By: Gary M. Kaleita & Adam Lewis

Developers and builders who wish to acquire a failed developer’s residential subdivision, when there are existing homeowners in the subdivision, should BEWARE that a statutory turnover of HOA control may have occurred!

It is generally recognized that, under Florida law, members of a residential homeowners’ association (HOA) other than the developer member, are entitled to elect at least a majority of the Board of Directors of the HOA within 3 months after 90% of the parcels in a community have been conveyed to the homeowners (or a lower percentage if provided by the Declaration of Covenants for the subdivision).  This occurrence is commonly referred to as the “transition of association control,” in that it allows the homeowners other than the developer to control the HOA’s Board of Directors and thereby direct the activities of the HOA.

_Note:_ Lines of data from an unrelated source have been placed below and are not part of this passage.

//! Folding of arithmetic token streams into a single number.
//!
//! Parenthesized groups are resolved innermost first, a math function taking
//! its group as comma separated arguments. What is left is reduced by
//! precedence, `*` and `/` before `+` and `-`, each left to right.

use tracing::trace;

use crate::config::UnmatchedPolicy;
use crate::error::DiceError;
use crate::parse::{MathFn, Operator, Token, TokenKind, TokenParsers};

#[derive(Debug, Clone, Copy, PartialEq)]
pub enum MathToken {
    Number(f64),
    Operator(Operator),
    OpenParen,
    /// A function name together with its opening parenthesis, e.g. `floor(`.
    Function(MathFn),
    CloseParen,
    Comma,
}

impl MathToken {
    /// Converts an arithmetic token, `None` for tokens without arithmetic meaning.
    pub fn from_token(token: &Token) -> Option<Self> {
        match token.key {
            TokenKind::Number => token.token.parse().ok().map(MathToken::Number),
            TokenKind::Operator => Operator::from_symbol(&token.token).map(MathToken::Operator),
            TokenKind::OpenParen => Some(MathToken::OpenParen),
            TokenKind::CloseParen => Some(MathToken::CloseParen),
            TokenKind::Comma => Some(MathToken::Comma),
            TokenKind::Function => token
                .matches
                .first()
                .and_then(|name| MathFn::from_name(name))
                .map(MathToken::Function),
            _ => None,
        }
    }

    fn opens_group(self) -> bool {
        matches!(self, MathToken::OpenParen | MathToken::Function(_))
    }
}

impl Operator {
    pub fn apply(self, lhs: f64, rhs: f64) -> Result<f64, String> {
        match self {
            Operator::Add => Ok(lhs + rhs),
            Operator::Sub => Ok(lhs - rhs),
            Operator::Mul => Ok(lhs * rhs),
            Operator::Div if rhs == 0.0 => Err("division by zero".to_string()),
            Operator::Div => Ok(lhs / rhs),
        }
    }

    fn is_additive(self) -> bool {
        !self.is_multiplicative()
    }
}

impl MathFn {
    pub fn apply(self, args: &[f64]) -> Result<f64, String> {
        match (self, args) {
            (MathFn::Abs, [value]) => Ok(value.abs()),
            (MathFn::Floor, [value]) => Ok(value.floor()),
            (MathFn::Ceil, [value]) => Ok(value.ceil()),
            (MathFn::Round, [value]) => Ok(value.round()),
            (MathFn::Abs | MathFn::Floor | MathFn::Ceil | MathFn::Round, _) => {
                Err(format!("{self} takes exactly 1 argument, got {}", args.len()))
            }
            (MathFn::Min, [first, rest @ ..]) => Ok(rest.iter().fold(*first, |a, b| a.min(*b))),
            (MathFn::Max, [first, rest @ ..]) => Ok(rest.iter().fold(*first, |a, b| a.max(*b))),
            (MathFn::Min | MathFn::Max, []) => Err(format!("{self} needs at least 1 argument")),
        }
    }
}

/// Reduces `tokens` to one finite number.
///
/// Malformed input (unbalanced parentheses, misplaced operators or commas,
/// wrong function arity, division by zero) is a `MathError`. Well formed
/// pieces that simply cannot be combined, like two numbers side by side, are
/// an `UnresolvedExpression`.
pub fn fold(mut tokens: Vec<MathToken>) -> Result<f64, DiceError> {
    while let Some(close) = tokens.iter().position(|t| *t == MathToken::CloseParen) {
        let open = tokens[..close]
            .iter()
            .rposition(|t| t.opens_group())
            .ok_or_else(|| DiceError::math(render(&tokens), "unbalanced ')'"))?;

        let inner = &tokens[open + 1..close];
        let value = match tokens[open] {
            MathToken::Function(function) => {
                let args = inner
                    .split(|t| *t == MathToken::Comma)
                    .map(reduce_flat)
                    .collect::<Result<Vec<_>, _>>()?;
                function
                    .apply(&args)
                    .map_err(|reason| DiceError::math(render(&tokens[open..=close]), reason))?
            }
            _ => reduce_flat(inner)?,
        };
        trace!(group = %render(&tokens[open..=close]), value, "folded group");

        tokens[open] = MathToken::Number(value);
        tokens.drain(open + 1..=close);
    }

    if tokens.iter().any(|t| t.opens_group()) {
        return Err(DiceError::math(render(&tokens), "unbalanced '('"));
    }
    reduce_flat(&tokens)
}

/// Tokenizes `input` with the arithmetic parsers and folds it.
pub fn process_math(input: &str) -> Result<f64, DiceError> {
    let tokens = TokenParsers::math().tokenize(input, UnmatchedPolicy::Error)?;
    let math = tokens.iter().filter_map(MathToken::from_token).collect();
    fold(math)
}

/// Whether `input` is made only of arithmetic and holds at least one number
/// combined by an operator or function.
pub fn has_math(input: &str) -> bool {
    let Ok(tokens) = TokenParsers::math().tokenize(input, UnmatchedPolicy::Error) else {
        return false;
    };
    let has = |kinds: &[TokenKind]| tokens.iter().any(|t| kinds.contains(&t.key));

    has(&[TokenKind::Number]) && has(&[TokenKind::Operator, TokenKind::Function])
}

/// Reduces a group without parentheses.
fn reduce_flat(tokens: &[MathToken]) -> Result<f64, DiceError> {
    let expression = render(tokens);
    let mut items = normalize_signs(tokens, &expression)?;

    loop {
        match items.as_slice() {
            [] => return Err(DiceError::math(expression, "nothing to evaluate")),
            [MathToken::Number(value)] if value.is_finite() => return Ok(*value),
            [MathToken::Number(_)] => {
                return Err(DiceError::math(expression, "result is not a finite number"))
            }
            _ => {}
        }

        let next = find_binary(&items, true).or_else(|| find_binary(&items, false));
        let Some((i, lhs, op, rhs)) = next else {
            return Err(DiceError::UnresolvedExpression {
                remaining: render(&items),
            });
        };
        let value = op
            .apply(lhs, rhs)
            .map_err(|reason| DiceError::math(expression.as_str(), reason))?;

        items[i] = MathToken::Number(value);
        items.drain(i + 1..=i + 2);
    }
}

/// The leftmost `number op number` whose operator has the given precedence.
fn find_binary(items: &[MathToken], multiplicative: bool) -> Option<(usize, f64, Operator, f64)> {
    items.windows(3).enumerate().find_map(|(i, window)| match *window {
        [MathToken::Number(lhs), MathToken::Operator(op), MathToken::Number(rhs)]
            if op.is_multiplicative() == multiplicative =>
        {
            Some((i, lhs, op, rhs))
        }
        _ => None,
    })
}

/// Collapses runs of `+`/`-` into one sign, folds unary signs into the number
/// that follows them, then rejects operators and commas left out of place.
fn normalize_signs(tokens: &[MathToken], expression: &str) -> Result<Vec<MathToken>, DiceError> {
    let mut collapsed: Vec<MathToken> = Vec::with_capacity(tokens.len());
    for &token in tokens {
        let merged = match (collapsed.last(), token) {
            (Some(MathToken::Operator(last)), MathToken::Operator(op))
                if last.is_additive() && op.is_additive() =>
            {
                let negative = (*last == Operator::Sub) != (op == Operator::Sub);
                Some(if negative { Operator::Sub } else { Operator::Add })
            }
            _ => None,
        };

        match (merged, collapsed.last_mut()) {
            (Some(op), Some(last)) => *last = MathToken::Operator(op),
            _ => collapsed.push(token),
        }
    }

    let mut normalized: Vec<MathToken> = Vec::with_capacity(collapsed.len());
    let mut sign: Option<Operator> = None;
    for token in collapsed {
        let after_operator = matches!(normalized.last(), None | Some(MathToken::Operator(_)));

        match token {
            MathToken::Operator(op) if op.is_additive() && after_operator && sign.is_none() => {
                sign = Some(op);
            }
            MathToken::Number(value) => {
                let value = if sign.take() == Some(Operator::Sub) {
                    -value
                } else {
                    value
                };
                normalized.push(MathToken::Number(value));
            }
            MathToken::Operator(op) => {
                if sign.is_some() || after_operator {
                    return Err(DiceError::math(expression, format!("unexpected '{op}'")));
                }
                normalized.push(token);
            }
            MathToken::Comma => {
                return Err(DiceError::math(expression, "',' outside of a function call"))
            }
            MathToken::OpenParen | MathToken::Function(_) | MathToken::CloseParen => {
                return Err(DiceError::math(expression, "unbalanced parentheses"))
            }
        }
    }

    if sign.is_some() || matches!(normalized.last(), Some(MathToken::Operator(_))) {
        return Err(DiceError::math(expression, "expression ends with an operator"));
    }
    Ok(normalized)
}

fn render(tokens: &[MathToken]) -> String {
    let mut rendered = String::new();
    for (i, token) in tokens.iter().enumerate() {
        let tight = i == 0
            || tokens[i - 1].opens_group()
            || matches!(token, MathToken::CloseParen | MathToken::Comma);
        if !tight {
            rendered.push(' ');
        }
        rendered.push_str(&token.to_string());
    }
    rendered
}

impl std::fmt::Display for MathToken {
    fn fmt(&self, f: &mut std::fmt::Formatter<'_>) -> std::fmt::Result {
        match self {
            MathToken::Number(value) => write!(f, "{value}"),
            MathToken::Operator(op) => write!(f, "{op}"),
            MathToken::OpenParen => write!(f, "("),
            MathToken::Function(function) => write!(f, "{function}("),
            MathToken::CloseParen => write!(f, ")"),
            MathToken::Comma => write!(f, ","),
        }
    }
}

#[cfg(test)]
mod tests {
    use super::*;

    fn math_error(input: &str) -> String {
        match process_math(input).unwrap_err() {
            DiceError::MathError { reason, .. } => reason,
            other => panic!("{input}: unexpected error {other:?}"),
        }
    }

    #[test]
    fn test_precedence() {
        #[rustfmt::skip]
        let inputs = [
            ("1+2", 3.0),
            ("2+3*4", 14.0),
            ("2*3+4", 10.0),
            ("10-2-3", 5.0),
            ("8/2/2", 2.0),
            ("2 - 3 + 4", 3.0),
            ("7/2", 3.5),
            ("1.5*2", 3.0),
            ("6×2÷4", 3.0),
            ("42", 42.0),
        ];

        for (input, expected) in inputs {
            assert_eq!(process_math(input).unwrap(), expected, "{input}");
        }
    }

    #[test]
    fn test_parentheses_first() {
        assert_eq!(process_math("(2+3)*4").unwrap(), 20.0);
        assert_eq!(process_math("2*(3+(4-1))").unwrap(), 12.0);
        assert_eq!(process_math("((5))").unwrap(), 5.0);
        assert_eq!(process_math("-(2+3)*2").unwrap(), -10.0);
    }

    #[test]
    fn test_signs() {
        #[rustfmt::skip]
        let inputs = [
            ("--3", 3.0),
            ("-3", -3.0),
            ("+-+3", -3.0),
            ("2*-3", -6.0),
            ("2--3", 5.0),
            ("2+-3", -1.0),
            ("2 - - - 3", -1.0),
            ("-2*-2", 4.0),
            ("6/-2", -3.0),
        ];

        for (input, expected) in inputs {
            assert_eq!(process_math(input).unwrap(), expected, "{input}");
        }
    }

    #[test]
    fn test_functions() {
        #[rustfmt::skip]
        let inputs = [
            ("floor(7/2)", 3.0),
            ("ceil(7/2)", 4.0),
            ("round(2.5)", 3.0),
            ("abs(-4)", 4.0),
            ("min(3, 1, 2)", 1.0),
            ("max(3,1+4,2)", 5.0),
            ("MAX(1)", 1.0),
            ("2*floor(9/2)+1", 9.0),
            ("max(min(4,9),2)", 4.0),
        ];

        for (input, expected) in inputs {
            assert_eq!(process_math(input).unwrap(), expected, "{input}");
        }
    }

    #[test]
    fn test_math_errors() {
        assert_eq!(math_error("10/0"), "division by zero");
        assert_eq!(math_error("(1+2"), "unbalanced '('");
        assert_eq!(math_error("1+2)"), "unbalanced ')'");
        assert_eq!(math_error("2*"), "expression ends with an operator");
        assert_eq!(math_error("*2"), "unexpected '*'");
        assert_eq!(math_error("2*/3"), "unexpected '/'");
        assert_eq!(math_error("()"), "nothing to evaluate");
        assert_eq!(math_error("abs(1,2)"), "abs takes exactly 1 argument, got 2");
        assert_eq!(math_error("max()"), "nothing to evaluate");
        assert_eq!(math_error("(1,2)"), "',' outside of a function call");
    }

    #[test]
    fn test_unresolved() {
        assert_eq!(
            process_math("2 3").unwrap_err(),
            DiceError::UnresolvedExpression {
                remaining: "2 3".to_string()
            }
        );
        assert!(matches!(
            process_math("1 2+3"),
            Err(DiceError::UnresolvedExpression { .. })
        ));
    }

    #[test]
    fn test_process_math_rejects_non_math() {
        assert!(matches!(
            process_math("1d20+3"),
            Err(DiceError::LexicalError { position: 1, .. })
        ));
    }

    #[test]
    fn test_has_math() {
        assert!(has_math("1+2"));
        assert!(has_math("floor(3.5)"));
        assert!(!has_math("42"));
        assert!(!has_math("+"));
        assert!(!has_math("1d6+2"));
        assert!(!has_math("fire"));
    }

    #[test]
    fn test_fold_tokens() {
        let tokens = vec![
            MathToken::Function(MathFn::Max),
            MathToken::Number(2.0),
            MathToken::Comma,
            MathToken::Number(8.0),
            MathToken::CloseParen,
            MathToken::Operator(Operator::Div),
            MathToken::Number(4.0),
        ];
        assert_eq!(fold(tokens).unwrap(), 2.0);
    }
}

What many people don’t know is that such a transition is also triggered by the occurrence of any one of the following events specified in Florida Statutes Section 720.307:  (i) the developer abandons its responsibility to maintain and complete the infrastructure as specified in the governing documents, (ii) the developer files a bankruptcy petition, (iii) the developer loses title to its property through a foreclosure action or deed in lieu of foreclosure (unless the successor owner has accepted an assignment of developer rights and responsibilities), or (iv) a receiver for the developer is appointed and is not discharged within 30 days (unless the court determines that transfer of control would be detrimental to the association or its members).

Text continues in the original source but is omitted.